Simulating Fully Gauge-Fixed SU(2) Hamiltonian Dynamics on Digital Quantum Computers
Henry Froland, Dorota M. Grabowska, Zhiyao Li
TL;DR
This work tackles real-time dynamics of SU(2) lattice gauge theories on quantum devices by adopting a fully gauge-fixed, mixed-basis formulation that maps continuous gauge degrees of freedom to a finite qubit register. It develops and analyzes two time-evolution strategies—the differential-operator approach and Pauli-string truncation—demonstrating that three qubits per plaquette suffice to capture low-energy physics with ~$10^{-3}$ precision for two-plaquette systems, across couplings $g$, and validates the methods with FEM benchmarks and on IBM hardware using extensive error mitigation.
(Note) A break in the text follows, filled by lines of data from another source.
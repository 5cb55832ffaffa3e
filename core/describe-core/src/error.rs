//! Error types for describe-core operations.
//! Boundary text is derived from `Display`; keep messages stable for FFI callers.

use crate::types::{CacheKey, ResourceType};

/// Prefix carried by every failure string handed across the C boundary.
///
/// Successful describe output is passed through verbatim, so callers that need
/// to tell the two apart check for this prefix.
pub const BOUNDARY_ERROR_PREFIX: &str = "Error: ";

// ═══════════════════════════════════════════════════════════════════════════════
// Collaborator Error
// ═══════════════════════════════════════════════════════════════════════════════

/// Opaque failure reported by an external collaborator (connection loader,
/// discovery, describer, drainer). Only the message survives.
#[derive(Debug, Clone, PartialEq, Eq, thiserror::Error)]
#[error("{message}")]
pub struct BackendError {
    message: String,
}

impl BackendError {
    pub fn new(message: impl Into<String>) -> Self {
        Self {
            message: message.into(),
        }
    }

    pub fn message(&self) -> &str {
        &self.message
    }
}

impl From<String> for BackendError {
    fn from(message: String) -> Self {
        Self { message }
    }
}

impl From<&str> for BackendError {
    fn from(message: &str) -> Self {
        Self::new(message)
    }
}

// ═══════════════════════════════════════════════════════════════════════════════
// Describe Error
// ═══════════════════════════════════════════════════════════════════════════════

/// All errors that can occur while resolving or rendering a description.
#[derive(Debug, thiserror::Error)]
pub enum DescribeError {
    // ─────────────────────────────────────────────────────────────────────
    // Resolution Errors
    // ─────────────────────────────────────────────────────────────────────
    #[error("failed to connect to context {context:?}: {source}")]
    Connection {
        context: String,
        #[source]
        source: BackendError,
    },

    #[error("failed to resolve resource type {resource_type} in context {context:?}: {source}")]
    Mapping {
        context: String,
        resource_type: ResourceType,
        #[source]
        source: BackendError,
    },

    #[error("unable to find describer for {resource}: {reason}")]
    DescriberUnavailable { resource: String, reason: String },

    // ─────────────────────────────────────────────────────────────────────
    // Render Errors
    // ─────────────────────────────────────────────────────────────────────
    #[error("failed to describe {resource}/{name}: {source}")]
    Describe {
        resource: String,
        name: String,
        #[source]
        source: BackendError,
    },

    #[error("failed to start session poll loop: {0}")]
    PollLoop(#[source] std::io::Error),

    // ─────────────────────────────────────────────────────────────────────
    // Boundary Errors
    // ─────────────────────────────────────────────────────────────────────
    #[error("describe engine not installed")]
    NotInstalled,

    #[error("invalid argument {name}: {reason}")]
    InvalidArgument { name: &'static str, reason: String },
}

impl DescribeError {
    pub(crate) fn mapping(key: &CacheKey, source: BackendError) -> Self {
        DescribeError::Mapping {
            context: key.context.clone(),
            resource_type: key.resource_type.clone(),
            source,
        }
    }

    /// Formats the error the way it is handed across the C boundary.
    pub fn to_boundary_text(&self) -> String {
        format!("{BOUNDARY_ERROR_PREFIX}{self}")
    }
}

/// Convenience type alias for Results using DescribeError.
pub type Result<T> = std::result::Result<T, DescribeError>;

// ═══════════════════════════════════════════════════════════════════════════════
// Drain Error
// ═══════════════════════════════════════════════════════════════════════════════

/// Stage-tagged failures from a node drain.
#[derive(Debug, thiserror::Error)]
pub enum DrainError {
    #[error("failed to connect to context {context:?}: {source}")]
    Connection {
        context: String,
        #[source]
        source: BackendError,
    },

    #[error("node drain is not supported by the installed backend")]
    Unsupported,

    #[error("cordon failed: {0}")]
    Cordon(#[source] BackendError),

    #[error("pod pre-flight errors: {}", .0.join("; "))]
    PreFlight(Vec<String>),

    #[error("drain failed: evicting {pod}: {source}")]
    Evict {
        pod: String,
        #[source]
        source: BackendError,
    },

    #[error("drain did not complete within {0}s")]
    Timeout(u64),

    #[error("describe engine not installed")]
    NotInstalled,

    #[error("invalid argument {name}: {reason}")]
    InvalidArgument { name: &'static str, reason: String },
}

impl DrainError {
    pub fn to_boundary_text(&self) -> String {
        format!("{BOUNDARY_ERROR_PREFIX}{self}")
    }
}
Key contributions include a detailed digitization scheme (ω-grids, DST-based Laplacian, finite-difference first derivatives), explicit circuit constructions, and concrete resource estimates guiding scalability to larger lattices. The results establish a practical path toward scalable, gauge-invariant simulations of SU(2) (and potentially SU(3)) gauge theories at all couplings on near-term quantum hardware, offering insight into nonperturbative real-time dynamics and phase structure. The combination of mixed-basis truncation, rigorous benchmarking, and hardware demonstration constitutes a significant step toward quantum simulations of non-Abelian gauge theories.
Abstract
Quantum simulations of many-body systems offer novel methods for probing the dynamics of the Standard Model and its constituent gauge theories. Extracting low-energy predictions from such simulations rely on formulating systematically-improvable representations of lattice gauge theory Hamiltonians that are efficient at all values of the gauge coupling. One such candidate representation for SU(2) is the fully gauge-fixed Hamiltonian defined in the mixed basis. This work focuses on the quantum simulation of the smallest non-trivial system: two plaquettes with open boundary conditions. A mapping of the continuous gauge field degrees of freedom to qubit-based representations is developed. It is found that as few as three qubits per plaquette is sufficient to reach per-mille level precision on predictions for observables. Two distinct algorithms for implementing time evolution in the mixed basis are developed and analyzed in terms of quantum resource estimates. One algorithm has favorable scaling in circuit depth for large numbers of qubits, while the other is more practical when qubit count is limited. The latter algorithm is used in the measurement of a real-time observable on IBM's Heron superconducting quantum processor, ibm_fez. The quantum results match classical predictions at the percent-level. This work lays out a path forward for two- and three-dimensional simulations of larger systems, as well as demonstrating the viability of mixed-basis formulations for studying the properties of SU(2) gauge theories at all values of the gauge coupling.